Today at #ParaEducation, we are going to talk about one of the most interesting technical topics of the Paralympic movement: The Sports Classification system.

In simple words, the Sport Classification is: “medical-technical evaluation of all Para athletes, in order to obtain a sport class. And the main objective is to guarantee a fair competition”. 

The first concept that must be taken into consideration is eligibility. In Parapan American sports, all those Para athletes who have some type of physical, visual or intellectual impairment are eligible to represent their country and compete.

Once evaluated and if the Para athlete has one of the ten different impairments described in the Sport Classification Code of the International Paralympic Committee (IPC), then he/she meets the so-called "Minimum Criterion Disability” (MIC). 

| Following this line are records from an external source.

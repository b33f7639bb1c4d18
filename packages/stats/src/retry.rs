//! HTTP retry helpers for transient errors.
//!
//! Statistics requests go through [`send_text`] instead of calling
//! `reqwest::RequestBuilder::send()` directly, so every request gets
//! automatic retry with exponential backoff for timeouts, connection
//! resets, server errors and rate limiting.
//!
//! ```ignore
//! let body = retry::send_text(&RetryPolicy::default(), || client.get(&url)).await?;
//! ```

use std::time::Duration;

use crate::StatsError;

/// How many times, and how patiently, to retry a request.
#[derive(Debug, Clone, Copy, PartialEq, Eq)]
pub struct RetryPolicy {
    /// Maximum retry attempts after the first try.
    pub max_retries: u32,
    /// Delay before the first retry. Doubles on every further attempt.
    pub base_delay: Duration,
}

impl Default for RetryPolicy {
    /// Three retries at 500ms, 1s and 2s. A refresh is user-initiated, so
    /// the worst case stays under a few seconds plus request timeouts.
    fn default() -> Self {
        Self {
            max_retries: 3,
            base_delay: Duration::from_millis(500),
        }
    }
}

impl RetryPolicy {
    /// Delay before retry number `attempt` (1-based).
    #[must_use]
    pub fn delay_for(&self, attempt: u32) -> Duration {
        self.base_delay
            .saturating_mul(1u32 << attempt.saturating_sub(1).min(16))
    }
}

/// Sends a request and returns the response body as a `String`.
///
/// `build_request` is called on each attempt to construct a fresh
/// [`reqwest::RequestBuilder`], since builders are consumed by `.send()`.
///
/// Retries connection errors, timeouts, HTTP 429 and HTTP 5xx. Does
/// **not** retry other 4xx responses; these are permanent.
///
/// # Errors
///
/// Returns [`StatsError`] if the request fails after all retries, the
/// server returns a non-retryable status, or the body cannot be read.
#[allow(clippy::future_not_send)]
pub async fn send_text<F>(policy: &RetryPolicy, build_request: F) -> Result<String, StatsError>
where
    F: Fn() -> reqwest::RequestBuilder,
{
    let response = send_inner(policy, &build_request).await?;
    Ok(response.text().await?)
}

/// Core retry loop behind [`send_text`].
#[allow(clippy::future_not_send)]
async fn send_inner<F>(policy: &RetryPolicy, build_request: &F) -> Result<reqwest::Response, StatsError>
where
    F: Fn() -> reqwest::RequestBuilder,
{
    let max_retries = policy.max_retries;
    let mut attempt = 0;

    loop {
        if attempt > 0 {
            let delay = policy.delay_for(attempt);
            log::warn!("  retry {attempt}/{max_retries} in {delay:?}...");
            tokio::time::sleep(delay).await;
        }

        match build_request().send().await {
            Err(e) => {
                if is_transient(&e) && attempt < max_retries {
                    log::warn!("  transient error: {e}");
                    attempt += 1;
                    continue;
                }
                return Err(StatsError::Http(e));
            }
            Ok(response) => {
                let status = response.status();

                if is_retryable_status(status) && attempt < max_retries {
                    log::warn!("  HTTP {status} from {}", response.url());
                    attempt += 1;
                    continue;
                }

                if !status.is_success() {
                    return Err(StatsError::Status {
                        url: response.url().to_string(),
                        status: status.as_u16(),
                    });
                }

                return Ok(response);
            }
        }
    }
}

/// Returns `true` for statuses worth retrying: 429 and 5xx.
#[must_use]
pub fn is_retryable_status(status: reqwest::StatusCode) -> bool {
    status == reqwest::StatusCode::TOO_MANY_REQUESTS || status.is_server_error()
}

/// Returns `true` if the error is likely transient and worth retrying.
fn is_transient(e: &reqwest::Error) -> bool {
    e.is_timeout() || e.is_connect() || e.is_body() || e.is_request()
}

The 10 eligible impairments in Paralympic sport are:

  • Hypertonia
  • Athetosis
  • Ataxia
  • Impaired muscle power
  • Impaired passive range of movement
  • Loss of limb or limb deficiency
  • Leg-length difference
  • Short stature
  • Intellectual Impairment
  • Visual impairment

The Code states that: “The classification determines who is eligible to compete in a Para sport, and also groups Para-athletes into sport classes according to their activity limitation in a given sport.”
As explained in the Paralympic Sport Classification guide of the Spanish Paralympic Committee: "if an athlete does not meet said criteria, they would not be eligible for a specific Parapan American sport, considering that there is no evident limitation in the activities required for their practice.". 

Once the Para athlete is evaluated by experts in each sport, they are assigned a Sports class that is made up of a Letter+Number. For example, for people with Visual Impairments you find:

B1= The letter B is for Blind, and the number represents the level of impairment. The smaller the number, the greater the degree of impairment.  

This Sports Classification allows people to understand why in an athletics event participants can compete with different types of prostheses, wheelchairs, stature, among others. The same goes for the rest of the sports.

Although they all have different types of impairments, they all meet the Minimum Impairment Criterion (MIC) that will guarantee fair competition between them. 

#DoYouKnow Some sports are designed for only one type of impairment, such as Goalball, which is played only by athletes with Visual Impairment.